- South Sulawesi insurgency: Part of the Darul Islam rebellion and Age of Gerombolan
| Date | April 1950 – 19 July 1965 (individual fighters remained in hiding til the 1980s) |
| Location | Indonesia, South Sulawesi |
| Result | Government victory |
| Territorial changes | All territories controlled by rebels were recaptured by the government |

Belligerents
- Republic of Indonesia Dompea People's Security Army Indonesian Republican Army People's Defense Organization Konawe Jihad Forces: South Sulawesi Guerrilla Unit (1950-1953) Darul Islam (1953-1965) Permesta (1958-1965) Batallion 710 (1964)

Commanders and leaders
- Andi Selle (1950-1964) Amma Lolo † Usman Balo (since 1953) Andi Makkoelaoe Paulus Silaba Alim Taufik: Abdul Kahar Muzakkar † Jan Willem Gerungan [id] Andi Selle (1964) †

= South Sulawesi insurgency =

Indonesian Islamic militants rebellion

The South Sulawesi insurgency was an insurgency waged by the South Sulawesi Guerrilla Unit (subsequently rebranded as Darul Islam branch) to establish Islamic law in the Celebes island in Indonesia.

== Joining Darul Islam ==
On 7 August 1953, Kahar formally proclaimed South Sulawesi as part of the West Java Darul Islam at a gathering in Makalua. He read the proclamation of 1949, claiming that Sulawesi and its surroundings were part of the Islamic State of Indonesia. At this same gathering, Kahar also issued several regulations to start off the new movement. He announced the new DI flags for South Sulawesi and its surroundings. The state flag was to be red with a yellow crescent and three yellow stars, while the military flag was red with three yellow stars and the number '24'. He also activated a curfew within the areas of DI, and Islamic law was formally adopted. Kahar called on those who were not Muslims to voluntarily support the Islamic community, and labelled the existing guerrillas who were not part of the Islamic army as quttautthariq (Ar. 'robbers').

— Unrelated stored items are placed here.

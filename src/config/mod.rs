use std::path::PathBuf;

use anyhow::{Context, Result};
use dotenvy::dotenv;
use serde::Deserialize;

use crate::date::DateFormat;
use crate::models::{Customer, Settings};
use crate::theme::ThemeMode;

/// Startup configuration for the application, read from `SINVOICE_`-prefixed
/// environment variables (optionally via a .env file). Every field has a
/// default, so a bare environment still yields a usable session; a real
/// deployment injects company identity and invoice counters here.
#[derive(Debug, Deserialize)]
pub struct Config {
    #[serde(default)]
    pub company_name: String,
    #[serde(default)]
    pub company_address: String,
    #[serde(default)]
    pub company_icon: Option<PathBuf>,
    #[serde(default = "default_deadline_days")]
    pub deadline_days: u32,
    #[serde(default = "default_hourly_rate")]
    pub default_hourly_rate: f64,
    #[serde(default)]
    pub bank_name: String,
    #[serde(default)]
    pub bank_account_number: String,
    #[serde(default)]
    pub footer_text: String,
    #[serde(default = "default_invoice_prefix")]
    pub invoice_prefix: String,
    #[serde(default = "default_invoice_number")]
    pub invoice_number: u32,
    #[serde(default = "default_output_dir")]
    pub output_dir: PathBuf,
    #[serde(default = "default_currency")]
    pub currency: String,
    #[serde(default = "default_date_format")]
    pub date_format: DateFormat,
    #[serde(default = "default_theme")]
    pub theme: ThemeMode,
    /// JSON file holding the startup customer list.
    #[serde(default)]
    pub customers_file: Option<PathBuf>,
}

fn default_deadline_days() -> u32 {
    10
}

fn default_hourly_rate() -> f64 {
    50.0
}

fn default_invoice_prefix() -> String {
    "INV".to_string()
}

fn default_invoice_number() -> u32 {
    1
}

fn default_output_dir() -> PathBuf {
    PathBuf::from("invoices")
}

fn default_currency() -> String {
    "CHF".to_string()
}

fn default_date_format() -> DateFormat {
    DateFormat::YearMonthDay
}

fn default_theme() -> ThemeMode {
    ThemeMode::System
}

impl Config {
    /// Load configuration from environment variables, reading a .env file
    /// first if one exists.
    pub fn load() -> Result<Self> {
        dotenv().ok();

        let config = envy::prefixed("SINVOICE_").from_env::<Config>()?;

        Ok(config)
    }

    /// Customers injected at startup, when a customers file is configured.
    pub fn load_customers(&self) -> Result<Vec<Customer>> {
        let Some(path) = &self.customers_file else {
            return Ok(Vec::new());
        };

        let raw = std::fs::read_to_string(path)
            .with_context(|| format!("reading customers file {}", path.display()))?;
        let customers = serde_json::from_str(&raw)
            .with_context(|| format!("parsing customers file {}", path.display()))?;

        Ok(customers)
    }

    pub fn into_settings(self) -> Settings {
        Settings {
            company_name: self.company_name,
            company_address: self.company_address,
            company_icon: self.company_icon,
            deadline_days: self.deadline_days,
            default_hourly_rate: self.default_hourly_rate,
            bank_name: self.bank_name,
            bank_account_number: self.bank_account_number,
            footer_text: self.footer_text,
            invoice_prefix: self.invoice_prefix,
            invoice_number: self.invoice_number.max(1),
            output_dir: self.output_dir,
            currency: self.currency,
            date_format: self.date_format,
            theme: self.theme,
        }
    }
}

/// Initialize environment variables and load configuration.
pub fn init() -> Result<Config> {
    dotenv().ok();

    let config = Config::load()?;

    Ok(config)
}

#[cfg(test)]
mod tests {
    use super::*;

    #[test]
    fn customers_file_round_trips_through_json() {
        let customers = vec![
            Customer {
                id: 1,
                name: "John Doe".to_string(),
                address: "123 Main St, Anytown, USA".to_string(),
            },
            Customer {
                id: 2,
                name: "Jane Smith".to_string(),
                address: "456 Oak Ave, Sometown, USA".to_string(),
            },
        ];

        let path = std::env::temp_dir().join(format!("sinvoice-customers-{}.json", std::process::id()));
        std::fs::write(&path, serde_json::to_string_pretty(&customers).unwrap()).unwrap();

        let config = Config {
            customers_file: Some(path.clone()),
            ..bare_config()
        };
        assert_eq!(config.load_customers().unwrap(), customers);

        std::fs::remove_file(&path).unwrap();
    }

    #[test]
    fn no_customers_file_means_an_empty_list() {
        assert_eq!(bare_config().load_customers().unwrap(), Vec::new());
    }

    fn bare_config() -> Config {
        Config {
            company_name: String::new(),
            company_address: String::new(),
            company_icon: None,
            deadline_days: default_deadline_days(),
            default_hourly_rate: default_hourly_rate(),
            bank_name: String::new(),
            bank_account_number: String::new(),
            footer_text: String::new(),
            invoice_prefix: default_invoice_prefix(),
            invoice_number: default_invoice_number(),
            output_dir: default_output_dir(),
            currency: default_currency(),
            date_format: default_date_format(),
            theme: default_theme(),
            customers_file: None,
        }
    }
}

== Anti-Darul Islam guerilla groups ==
=== People's Defense Organization ===
People's Defense Organization (id) was formed in early 1958 in the Mamasa Regency. Led by Paulus Silaba, the group launched an attack on DI-held Mambi in March of that year.

=== Indonesian Republican Army ===
Creating in November 1954 by Andi Makkoelaoe and Ismail. On 26 June 1956 5,000 TRI fighters swore an oath to the army.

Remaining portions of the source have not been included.